What you should do: Scan the records below. Report the number of lines containing the word "GameError", and nothing more.

Saved data entries
#[cfg(test)]
mod tests {
    use super::*;
    use alloc::collections::BTreeSet;
    use alloc::vec;
    use rand::SeedableRng;
    use rand::rngs::SmallRng;

    fn states(board: &Board) -> Vec<TileState> {
        board.tiles().map(|(_, tile)| tile.state).collect()
    }

    #[test]
    fn new_board_is_blank() {
        let board = Board::new(GameConfig::default()).unwrap();

        assert_eq!(board.len(), 81);
        assert!(!board.is_generated());
        assert!(board.tiles().all(|(_, tile)| tile == Tile::default()));
    }

    #[test]
    fn generate_places_exact_mines_with_consistent_counts() {
        for seed in 0..200 {
            let config = GameConfig::new(9, 9, 10).unwrap();
            let mut board = Board::new(config).unwrap();
            let mut rng = SmallRng::seed_from_u64(seed);
            let exclude = (seed % 81) as TileIndex;

            board.generate(exclude, &mut rng).unwrap();

            assert_eq!(board.mine_indices().len(), 10);
            assert!(!board[exclude].is_mine());

            // brute-force neighbor scan on coordinates
            for (index, tile) in board.tiles() {
                let (row, col) = board.coords_of(index);
                let mut expected = 0;
                for r in row.saturating_sub(1)..=(row + 1).min(8) {
                    for c in col.saturating_sub(1)..=(col + 1).min(8) {
                        if (r, c) != (row, col) && board[coords_to_index((r, c), 9)].is_mine() {
                            expected += 1;
                        }
                    }
                }
                assert_eq!(tile.mine_count(), expected, "seed {} tile {}", seed, index);
            }
        }
    }

    #[test]
    fn generate_is_deterministic_for_a_seed() {
        let config = GameConfig::new(16, 16, 40).unwrap();
        let mut a = Board::new(config).unwrap();
        let mut b = Board::new(config).unwrap();

        a.generate(100, &mut SmallRng::seed_from_u64(7)).unwrap();
        b.generate(100, &mut SmallRng::seed_from_u64(7)).unwrap();

        assert_eq!(a.mine_indices(), b.mine_indices());
    }

    #[test]
    fn generate_fills_every_tile_but_the_start() {
        let config = GameConfig::new(3, 3, 8).unwrap();
        let mut board = Board::new(config).unwrap();

        board.generate(4, &mut SmallRng::seed_from_u64(1)).unwrap();

        assert_eq!(board.mine_indices(), [0, 1, 2, 3, 5, 6, 7, 8]);
        assert_eq!(board[4].mine_count(), 8);
    }

    #[test]
    fn generate_rejects_full_boards() {
        let config = GameConfig::new_unchecked(3, 3, 9);
        let mut board = Board::new(config).unwrap();

        let result = board.generate(0, &mut SmallRng::seed_from_u64(1));

        assert_eq!(result, Err(GameError::TooManyMines));
        assert!(!board.is_generated());
        assert!(board.mine_indices().is_empty());
    }

    #[test]
    fn generate_runs_once() {
        let mut board = Board::new(GameConfig::default()).unwrap();
        let mut rng = SmallRng::seed_from_u64(3);

        board.generate(0, &mut rng).unwrap();

        assert_eq!(board.generate(0, &mut rng), Err(GameError::AlreadyGenerated));
        assert_eq!(board.mine_indices().len(), 10);
    }

    #[test]
    fn generate_rejects_out_of_range_start() {
        let mut board = Board::new(GameConfig::default()).unwrap();

        let result = board.generate(81, &mut SmallRng::seed_from_u64(3));

        assert_eq!(result, Err(GameError::InvalidIndex));
    }

    #[test]
    fn generation_does_not_emit_changes() {
        let mut board = Board::new(GameConfig::default()).unwrap();

        board.generate(40, &mut SmallRng::seed_from_u64(5)).unwrap();

        assert!(board.take_changes().is_empty());
    }

    #[test]
    fn with_mines_counts_distinct_mines() {
        let board = Board::with_mines(3, 3, &[0, 0, 8]).unwrap();

        assert_eq!(board.config().mines, 2);
        assert!(board.is_generated());
        assert_eq!(board[4].mine_count(), 2);
        assert_eq!(board[1].mine_count(), 1);
        assert_eq!(board[2].mine_count(), 0);
    }

    #[test]
    fn with_mines_rejects_bad_layouts() {
        assert_eq!(
            Board::with_mines(2, 1, &[0, 1]),
            Err(GameError::TooManyMines)
        );
        assert_eq!(Board::with_mines(2, 2, &[4]), Err(GameError::InvalidIndex));
        assert_eq!(Board::with_mines(2, 2, &[]), Err(GameError::NoMines));
    }

    #[test]
    fn hidden_neighbors_include_peeking_only() {
        let mut board = Board::with_mines(3, 3, &[8]).unwrap();
        board.set_state(1, TileState::Revealed);
        board.set_state(3, TileState::Flagged);
        board.set_state(5, TileState::Peeking);

        assert_eq!(board.hidden_neighbors(4).as_slice(), [7, 8, 6, 0, 2, 5]);
        assert_eq!(board.count_neighbors_in_state(4, TileState::Flagged), 1);
    }

    #[test]
    fn flood_reveal_opens_every_safe_tile_once() {
        // 9x9 with a single mine in the corner, everything else is connected
        let mut board = Board::with_mines(9, 9, &[0]).unwrap();

        board.reveal(80);
        let opened = board.flood_reveal(80);

        assert_eq!(opened, 79);
        let changes = board.take_changes();
        let indices: BTreeSet<_> = changes.iter().map(|change| change.index).collect();
        assert_eq!(changes.len(), 80);
        assert_eq!(indices.len(), 80);
        assert!(!indices.contains(&0));
        assert_eq!(board[0].state(), TileState::Hidden);
        assert!(
            board
                .tiles()
                .filter(|(index, _)| *index != 0)
                .all(|(_, tile)| tile.state() == TileState::Revealed)
        );
    }

    #[test]
    fn flood_reveal_matches_known_region() {
        // 5x5, a wall of mines down column 2 splits the board
        //
        //   0 1 2 3 4
        // 0 . 2 * 2 .
        // 1 . 3 * 3 .
        // 2 . 3 * 3 .
        // 3 . 3 * 3 .
        // 4 . 2 * 2 .
        let mines = [2, 7, 12, 17, 22];
        let mut board = Board::with_mines(5, 5, &mines).unwrap();

        board.reveal(0);
        board.flood_reveal(0);

        let expected: BTreeSet<TileIndex> = [0, 1, 5, 6, 10, 11, 15, 16, 20, 21].into();
        for (index, tile) in board.tiles() {
            let open = tile.state() == TileState::Revealed;
            assert_eq!(open, expected.contains(&index), "tile {}", index);
        }
        assert_eq!(board[6].mine_count(), 3);
    }

    #[test]
    fn flood_reveal_stops_at_numbers_and_skips_flags() {
        //   0 1 2 3
        // 0 . . 1 *
        // 1 . . 1 1
        // 2 . . . .
        let mut board = Board::with_mines(4, 3, &[3]).unwrap();
        board.toggle_flag(8);
        board.take_changes();

        board.reveal(0);
        board.flood_reveal(0);

        assert_eq!(board[8].state(), TileState::Flagged);
        assert_eq!(board[3].state(), TileState::Hidden);
        assert_eq!(board[2].state(), TileState::Revealed);
        assert_eq!(board[7].state(), TileState::Revealed);
        assert_eq!(board[11].state(), TileState::Revealed);
    }

    #[test]
    fn flood_reveal_from_number_opens_only_safe_neighbors() {
        let mut board = Board::with_mines(3, 1, &[0]).unwrap();

        board.reveal(1);
        board.flood_reveal(1);

        assert_eq!(
            states(&board),
            [TileState::Hidden, TileState::Revealed, TileState::Revealed]
        );
    }

    #[test]
    fn toggle_flag_twice_restores_hidden() {
        let mut board = Board::with_mines(3, 3, &[0]).unwrap();

        assert_eq!(board.toggle_flag(4), FlagOutcome::Placed);
        assert_eq!(board[4].state(), TileState::Flagged);
        assert_eq!(board.toggle_flag(4), FlagOutcome::Removed);
        assert_eq!(board[4].state(), TileState::Hidden);
    }

    #[test]
    fn toggle_flag_rejects_other_states() {
        let mut board = Board::with_mines(3, 3, &[0]).unwrap();
        board.reveal(4);
        board.set_state(5, TileState::Peeking);

        assert_eq!(board.toggle_flag(4), FlagOutcome::NoChange);
        assert_eq!(board.toggle_flag(5), FlagOutcome::NoChange);
        assert_eq!(board.toggle_flag(9), FlagOutcome::NoChange);
        assert_eq!(board[4].state(), TileState::Revealed);
    }

    #[test]
    fn changes_carry_new_symbols() {
        let mut board = Board::with_mines(2, 2, &[0]).unwrap();

        board.toggle_flag(0);
        board.reveal(3);

        assert_eq!(
            board.take_changes(),
            vec![
                TileChange {
                    index: 0,
                    symbol: Symbol::Flag
                },
                TileChange {
                    index: 3,
                    symbol: Symbol::One
                },
            ]
        );
        assert!(board.take_changes().is_empty());
    }

    #[test]
    fn peeking_marks_and_clears_hidden_neighbors() {
        let mut board = Board::with_mines(3, 3, &[0]).unwrap();
        board.reveal(4);
        board.toggle_flag(0);

        assert_eq!(board.mark_peeking(4), 7);
        assert_eq!(board[0].state(), TileState::Flagged);
        assert_eq!(board.symbol_at(1), Some(Symbol::Empty));

        assert_eq!(board.clear_peeking(), 7);
        assert_eq!(board[1].state(), TileState::Hidden);
        assert_eq!(board.clear_peeking(), 0);
    }

    #[test]
    fn reveal_mines_keeps_triggered_mine() {
        let mut board = Board::with_mines(3, 1, &[0, 2]).unwrap();
        board.set_state(0, TileState::MineTriggered);

        assert_eq!(board.reveal_mines(), 1);
        assert_eq!(board.symbol_at(0), Some(Symbol::MineTriggered));
        assert_eq!(board.symbol_at(2), Some(Symbol::Mine));
        assert_eq!(board.symbol_at(1), Some(Symbol::Hidden));
    }

    #[test]
    fn flags_must_match_mines_exactly() {
        let mut board = Board::with_mines(3, 1, &[0]).unwrap();
        assert!(!board.flags_match_mines());

        board.toggle_flag(0);
        assert!(board.flags_match_mines());

        board.toggle_flag(1);
        assert!(!board.flags_match_mines());
    }

    #[test]
    fn symbols_snapshot_is_row_major() {
        let mut board = Board::with_mines(3, 2, &[5]).unwrap();
        board.reveal(0);
        board.flood_reveal(0);

        let symbols = board.symbols();

        assert_eq!(symbols.dim(), (2, 3));
        assert_eq!(symbols[[0, 0]], Symbol::Empty);
        assert_eq!(symbols[[0, 1]], Symbol::One);
        assert_eq!(symbols[[1, 2]], Symbol::Hidden);
    }

    #[test]
    fn index_and_coords_agree() {
        let board = Board::new(GameConfig::new(4, 3, 1).unwrap()).unwrap();

        assert_eq!(board.coords_of(7), (1, 3));
        assert_eq!(board.index_of((1, 3)), Some(7));
        assert_eq!(board.index_of((3, 0)), None);
        assert_eq!(board.index_of((0, 4)), None);
        assert_eq!(board.tile(12), None);
    }
}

Answer for the task: 6